I shouldn't have worried. Darcia Helle's as awesome a writer as she is a person. Which is to say Enemies and Playmates was one of the most wickedly fun cat-and-mouse tales I've come across in a long time. Alex Covington is a phenomenally well-drawn jerk, his wife Kara is a tragedy, son Stephen is an even bigger heartbreaker who colors the whole book. And then there's daughter Lauren, our heroine.
She actually turns out to be a secondary character, as the heart of this story is Lauren's man, Jesse, and the way he goes up against Lauren's dad. This is where it's at for me, and not once was I let down. Jesse and Alex engage in some of the most delicious -- and dangerous -- play I've read in eons. Really, the romance between Jesse and Lauren is secondary, even though it is pivotal to the way in which Lauren's character grows and changes.

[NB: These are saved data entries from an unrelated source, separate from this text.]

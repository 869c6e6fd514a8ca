//! Output format module for the lsof tool
pub mod csv;
pub mod json;
pub mod jsonl;
pub mod text;
pub mod traits;

#[cfg(test)]
pub(crate) fn test_rows() -> Vec<crate::lsof::OpenFileInfo> {
    use crate::lsof::{decode_mode, FileMode, OpenFileInfo};

    [
        (0, FileMode::READ, "/dev/null"),
        (4, FileMode::READ | FileMode::WRITE, "/tmp/a,b"),
        (5, FileMode::READ | FileMode::CAN_READ, "pipe:[31337]"),
    ]
    .into_iter()
    .map(|(fd, mode, path)| OpenFileInfo {
        offset: 0x1c2d40,
        comm: "sshd".to_string(),
        pid: 812,
        fd,
        mode: decode_mode(mode.bits()),
        mode_bits: mode.bits(),
        flags: mode.flag_names(),
        path: path.to_string(),
    })
    .collect()
}
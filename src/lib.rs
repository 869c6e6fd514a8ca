//! Library crate for the Linux memory lsof tool

// Allow clippy lints that would require significant refactoring
#![allow(clippy::new_without_default)]
#![allow(clippy::manual_range_contains)]

pub mod error;
pub mod kernel;
pub mod lsof;
pub mod memory;
pub mod symbols;
pub mod translation;

// Core modules
pub mod core {
    pub mod dwarf;
    pub mod offsets;
}

// CLI modules
pub mod cli {
    pub mod args;
}

pub mod formats;
pub mod plugins;
//! CSV output formatter for the lsof tool
use crate::error::AnalysisError;
use crate::formats::traits::OutputFormatter;
use crate::lsof::OpenFileInfo;
use csv::Writer;

/// CSV formatter that outputs data in comma-separated values format
pub struct CsvFormatter;

impl OutputFormatter for CsvFormatter {
    fn format_open_files(&self, files: &[OpenFileInfo]) -> Result<String, AnalysisError> {
        let mut wtr = Writer::from_writer(vec![]);

        wtr.write_record(["offset", "name", "pid", "fd", "mode", "path"])?;

        for file in files {
            wtr.write_record(&[
                format!("0x{:x}", file.offset),
                file.comm.clone(),
                file.pid.to_string(),
                file.fd.to_string(),
                file.mode.clone(),
                file.path.clone(),
            ])?;
        }

        wtr.flush()?;
        let data = wtr.into_inner()?;
        Ok(String::from_utf8(data)?)
    }
}

#[cfg(test)]
mod tests {
    use super::*;
    use crate::formats::test_rows;

    #[test]
    fn test_csv_rows() {
        let out = CsvFormatter.format_open_files(&test_rows()).unwrap();
        let lines: Vec<&str> = out.lines().collect();
        assert_eq!(lines[0], "offset,name,pid,fd,mode,path");
        assert_eq!(lines[1], "0x1c2d40,sshd,812,0,r--,/dev/null");
        assert_eq!(lines[2], "0x1c2d40,sshd,812,4,rw-,\"/tmp/a,b\"");
        assert_eq!(lines.len(), 4);
    }
}
//! Error types for the lsof analysis
use thiserror::Error;

/// Run-level failures. Anything here stops the current plugin.
#[derive(Debug, Error)]
pub enum AnalysisError {
    #[error("IO error: {0}")]
    IoError(#[from] std::io::Error),
    #[error("Symbol error: {0}")]
    SymbolError(String),
    #[error("Symbol not found: {0}")]
    SymbolNotFound(String),
    #[error("Plugin error: {0}")]
    PluginError(String),
    #[error("JSON error: {0}")]
    SerdeJsonError(#[from] serde_json::Error),
    #[error("Regex error: {0}")]
    RegexError(#[from] regex::Error),
    #[error("CSV error: {0}")]
    CsvError(#[from] csv::Error),
    #[error("CSV into_inner error: {0}")]
    CsvIntoInnerError(#[from] csv::IntoInnerError<csv::Writer<Vec<u8>>>),
    #[error("UTF-8 conversion error: {0}")]
    FromUtf8Error(#[from] std::string::FromUtf8Error),
}

/// A structure in the capture could not be read.
///
/// Always recovered locally: the affected slot or row is skipped and the walk goes on.
#[derive(Debug, Clone, Copy, PartialEq, Eq, Error)]
pub enum ReadError {
    #[error("virtual address 0x{0:x} is not mapped in the capture")]
    Unmapped(u64),
    #[error("file offset 0x{0:x} is past the end of the capture")]
    OutOfBounds(u64),
}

No, it's not perfect. Dialogue is stilted in spots, and the subplot with Lauren's friend stretches believeability -- but at the same time, it makes the important point that no matter how well you think you know someone, no matter how best your best friend is, surprises can (and do) lurk around every corner. For a woman like Lauren, it's a good reminder of what a louse her father is, why she needs to get away -- and the steps her father will take to make sure she can't.
I don't want to say too much. Go read it for yourself. Have some fun with it.
Enemies and Playmates. A definite West of Mars Recommended read.
on Dec. 30, 2012
It's been so long now that I can't even remember how I came to pick up a copy of Joseph Garraty's Voice. I can see that I got it at Smashwords, where it was listed as free as of the night I finished the book and sat down to write this rave.
And rave I must. I simply adored this story of a man who sells … well, maybe not his soul and maybe not to the devil, but that's only the first of many riffs on the classic cliché. John does go down to the crossroads, but the trade he makes is great, unexpected fun that gives a clever nod to current—okay, maybe by this point, a bit passé—trends in literature. Saying more would spoil the read, and I have no intentions of spoiling anything. This is a book to share, not ruin.
As John's bargain pays off both in a set of golden pipes and a decline as a man, his guitar player, the harsh, abrasive Case, is molting her own skin—in the opposite direction. Case learns how to be a friend, to take a chance, to allow herself to care. As John loses his humanity, Case finds hers.
While some may point to John and his alter ego Johnny as the heartbeat of the story, for me it was Case. I related to her.
Don't forget, though, the other two members of the band: Quentin and Danny. Quentin's the conscience around here, and, of course, whenever evil's afoot, the conscience must pay. The way in which this happens is a bit … unorthodox, shall we say. Danny, though, flirts with the dark side. There's betrayal, and a steep price for him, also. Too bad; Danny and Quentin both are likeable.
So, too, is Erin, Case's friend who becomes the band's one-woman PR maestro. She's maybe too good to be true, but she's also smart enough to make the hard but brave decisions.
As Ragman puts all these elements together—John's new voice, the small hurricane that is Case on guitars, and Erin packing the clubs—and success follows, each of the five must figure out what price they are willing to pay for it all. They're paying all right, and it's a bill that comes due long before many of the clichéd Rock Fiction works would have you believe: not when they are headliners, but when they are paying their dues on the way up.
That's how it usually works, after all, and Garraty shows it to us. Maybe it's a bit exaggerated. But then again, is it?
A definite West of Mars Recommended Read.
Trick of the Light
on July 02, 2018
Thoughtful, if a bit twisted and maybe even subversive, story that lingered with me for days. Having also been inspired by a mannequin, I found CA's take on the subject fascinating and captivating. Not to mention beautifully written.